Emily Cann (EC): In the poem “Before the Glass” you write: “a thing once happened is a thing that’s happening still,” and this collection is evidence of the truth in that phrase. The poems in this collection feel contemporary yet are anchored in family history. What challenges did you encounter while unearthing and reconstructing these family stories? How did you keep this history feeling as though it’s “happening still”?
Keagan Hawthorne (KH): Several years ago, I had what I knew was likely my last opportunity to spend a harvest season on my family’s disappearing farm in Central Alberta. Not because the farm was being sold – my two uncles still run the operation, well into their 70s – but because my own life was in a period of transition and upheaval. For several months I lived in the old farmhouse, abandoned after my grandmother died and my uncles moved into town and drove a big machine for ten solitary hours a day. It was actually a really lonely experience. In the evenings I wandered around in the decaying barns where my mother grew up, and where I spent most of my childhood summers, thinking about the fact that there was never going to be another generation of children running around here. When my uncles finally retire that’s it, there’s nobody left to take over.

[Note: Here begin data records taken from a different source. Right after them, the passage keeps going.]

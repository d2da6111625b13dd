//! Display metadata for transactions: status classes, durations and
//! capture timestamps.

use chrono::{DateTime, SecondsFormat, TimeZone, Utc};
use serde::Serialize;

/// Visual class of a response status.
#[derive(Debug, Clone, Copy, PartialEq, Eq, Hash, Serialize)]
#[serde(rename_all = "lowercase")]
pub enum StatusClass {
    /// 2xx
    Info,
    /// 3xx
    Neutral,
    /// 4xx
    Warning,
    /// 5xx
    Error,
}

impl StatusClass {
    /// Classifies a status line by its first character.
    ///
    /// # Examples
    ///
    /// ```
    /// use txn_inspector::formatter::metadata::StatusClass;
    ///
    /// assert_eq!(StatusClass::for_status("404 Not Found"), Some(StatusClass::Warning));
    /// assert_eq!(StatusClass::for_status("101 Switching Protocols"), None);
    /// assert_eq!(StatusClass::for_status(""), None);
    /// ```
    pub fn for_status(status: &str) -> Option<Self> {
        match status.chars().next()? {
            '2' => Some(StatusClass::Info),
            '3' => Some(StatusClass::Neutral),
            '4' => Some(StatusClass::Warning),
            '5' => Some(StatusClass::Error),
            _ => None,
        }
    }

    /// Returns the CSS class the presentation layer styles the status with.
    pub fn css_class(&self) -> &'static str {
        match self {
            StatusClass::Info => "text-info",
            StatusClass::Neutral => "muted",
            StatusClass::Warning => "text-warning",
            StatusClass::Error => "text-error",
        }
    }
}

const NANOS_PER_MS: i64 = 1_000_000;
const NANOS_PER_SEC: i64 = 1_000_000_000;

/// Renders `nanos` in units of `unit` nanoseconds with two decimals,
/// rounding half away from zero.
fn fixed2(nanos: i64, unit: i64) -> String {
    let step = unit / 100;
    let hundredths = (nanos.unsigned_abs() + (step / 2) as u64) / step as u64;
    let sign = if nanos < 0 { "-" } else { "" };
    format!("{}{}.{:02}", sign, hundredths / 100, hundredths % 100)
}

/// Formats a nanosecond duration for display.
///
/// Durations above one second are shown in seconds, everything else in
/// milliseconds, always with two decimals.
///
/// # Arguments
///
/// * `nanos` - Elapsed time in nanoseconds
///
/// # Examples
///
/// ```
/// use txn_inspector::formatter::metadata::format_duration;
///
/// assert_eq!(format_duration(1_500_000), "1.50ms");
/// assert_eq!(format_duration(2_345_678_901), "2.35s");
/// ```
pub fn format_duration(nanos: i64) -> String {
    if nanos > NANOS_PER_SEC {
        format!("{}s", fixed2(nanos, NANOS_PER_SEC))
    } else {
        format!("{}ms", fixed2(nanos, NANOS_PER_MS))
    }
}

fn start_time(start: i64) -> Option<DateTime<Utc>> {
    if start <= 0 {
        return None;
    }
    Utc.timestamp_opt(start, 0).single()
}

/// Formats a capture time (unix seconds) as ISO-8601 with milliseconds.
///
/// Returns `None` for an unknown (zero or negative) start time.
///
/// # Examples
///
/// ```
/// use txn_inspector::formatter::metadata::format_timestamp;
///
/// assert_eq!(format_timestamp(1_704_164_645).as_deref(), Some("2024-01-02T03:04:05.000Z"));
/// assert_eq!(format_timestamp(0), None);
/// ```
pub fn format_timestamp(start: i64) -> Option<String> {
    start_time(start).map(|t| t.to_rfc3339_opts(SecondsFormat::Millis, true))
}

/// Describes a capture time relative to `now` ("5 minutes ago").
///
/// Returns `None` for an unknown start time. Times in the future read as
/// "just now".
pub fn format_relative_time(start: i64, now: DateTime<Utc>) -> Option<String> {
    let elapsed = now.signed_duration_since(start_time(start)?);
    let plural = |n: i64| if n == 1 { "" } else { "s" };

    let text = if elapsed.num_seconds() < 60 {
        "just now".to_string()
    } else if elapsed.num_minutes() < 60 {
        let minutes = elapsed.num_minutes();
        format!("{} minute{} ago", minutes, plural(minutes))
    } else if elapsed.num_hours() < 24 {
        let hours = elapsed.num_hours();
        format!("{} hour{} ago", hours, plural(hours))
    } else if elapsed.num_days() == 1 {
        "yesterday".to_string()
    } else if elapsed.num_days() < 7 {
        format!("{} days ago", elapsed.num_days())
    } else if elapsed.num_weeks() < 4 {
        let weeks = elapsed.num_weeks();
        format!("{} week{} ago", weeks, plural(weeks))
    } else if elapsed.num_days() < 365 {
        let months = (elapsed.num_days() / 30).max(1);
        format!("{} month{} ago", months, plural(months))
    } else {
        let years = elapsed.num_days() / 365;
        format!("{} year{} ago", years, plural(years))
    };
    Some(text)
}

And yet, and yet – here I was, sleeping in the bed that my mother slept in as a child, cooking my meals at the stove where my grandmother cooked meals for the hired hands for years and years. Despite all the changes, it felt as though some things never changed.
My academic training is in Folklore, and I have an instinct for collecting scraps of story and history, so whenever I got the chance I “interviewed” my uncles, second cousins, great aunts…anybody who could shed light on what life was like when my mother was a child, and when her mother (my grandmother) was a child.
I knew at the time that I wanted to try to make sense of these stories in poetry, somehow, and many of the poems in the collection were started on scraps of seed catalogue and fuel bills at my grandmother’s kitchen table. The sense that my family’s history was still alive – was being (re)animated by my presence there – was palpable. I’m glad that some of this feeling made itself felt in the finished poems.
EC: This collection makes use of repetition in several ways: repeated lines (as in “Song of the Self-Growing Seed”), repeated words (as in “Snow Falling”), repeated titles (as in the “Creature” poems), as well as repeated themes and characters. Yet, every repeated word, phrase, or idea seems to offer the reader something new. What is the role of repetition in this work for you? How do you keep each repetition feeling fresh?
KH: My taste in poetry – both reading it and writing it – inclines towards the more formal, with all of the repetition that that implies. The repetition of structure, the repetition of sound, the repetition of image and preoccupation. Some of the repetition in the book comes out of this formal preoccupation – there are only so many forms I’m conversant in. Hence the repetition.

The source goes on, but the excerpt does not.